* _DATASET RECORDS_:
---

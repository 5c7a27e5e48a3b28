//! # Auth-Core - Pluggable identity providers for gatekeep
//!
//! Authenticates users against interchangeable backends and hands the
//! resulting [`User`](gatekeep_users_core::User) to the session store or the
//! token minter from `gatekeep-users-core`.
//!
//! - Directory login over LDAP (search, group lookup, bind verification)
//! - Credential-table login over PostgreSQL with Argon2 hashes
//! - OAuth2 delegation to mail.ru and yandex.ru
//! - A [`ProviderRegistry`] loaded from a YAML provider list
//! - An [`AuthContext`] wiring registry, sessions and bearer tokens
//!
//! ```no_run
//! use gatekeep_auth_core::{AuthContext, Credentials, ProviderBackends};
//!
//! # async fn run() -> gatekeep_auth_core::Result<()> {
//! let ctx = AuthContext::start("gatekeep.toml", ProviderBackends::default()).await?;
//!
//! let login = ctx
//!     .login_session("corp.ldap", &Credentials::new("u.user", "secret"), None)
//!     .await?;
//! let user = ctx.current_user(&login.token).await;
//! assert_eq!(user.map(|u| u.login), Some(login.user.login));
//! # Ok(())
//! # }
//! ```

pub mod config;
pub mod context;
pub mod error;
pub mod logging;
pub mod provider;
pub mod registry;

pub use config::{parse_provider_list, DatabaseSettings, GatekeepConfig, LdapSettings, OAuthSettings, ProviderConfig};
pub use context::{AuthContext, SessionLogin};
pub use error::{AuthError, Result};
pub use logging::{init_logging, LogFormat, LogSettings};
pub use provider::{AuthProvider, Provider, ProviderBackends, ProviderKind};
pub use registry::{Credentials, ProviderRegistry, ProviderSummary};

---

* _DIRECTIONS_: Retype the entries above. Match them exactly.

* _OUTPUT_:
repository 5c7a27e5e48a3b28
//! # Auth-Core - Pluggable identity providers for gatekeep
//!
//! Authenticates users against interchangeable backends and hands the
//! resulting [`User`](gatekeep_users_core::User) to the session store or the
//! token minter from `gatekeep-users-core`.
//!
//! - Directory login over LDAP (search, group lookup, bind verification)
//! - Credential-table login over PostgreSQL with Argon2 hashes
//! - OAuth2 delegation to mail.ru and yandex.ru
//! - A [`ProviderRegistry`] loaded from a YAML provider list
//! - An [`AuthContext`] wiring registry, sessions and bearer tokens
//!
//! ```no_run
//! use gatekeep_auth_core::{AuthContext, Credentials, ProviderBackends};
//!
//! # async fn run() -> gatekeep_auth_core::Result<()> {
//! let ctx = AuthContext::start("gatekeep.toml", ProviderBackends::default()).await?;
//!
//! let login = ctx
//!     .login_session("corp.ldap", &Credentials::new("u.user", "secret"), None)
//!     .await?;
//! let user = ctx.current_user(&login.token).await;
//! assert_eq!(user.map(|u| u.login), Some(login.user.login));
//! # Ok(())
//! # }
//! ```

pub mod config;
pub mod context;
pub mod error;
pub mod logging;
pub mod provider;
pub mod registry;

pub use config::{parse_provider_list, DatabaseSettings, GatekeepConfig, LdapSettings, OAuthSettings, ProviderConfig};
pub use context::{AuthContext, SessionLogin};
pub use error::{AuthError, Result};
pub use logging::{init_logging, LogFormat, LogSettings};
pub use provider::{AuthProvider, Provider, ProviderBackends, ProviderKind};
pub use registry::{Credentials, ProviderRegistry, ProviderSummary};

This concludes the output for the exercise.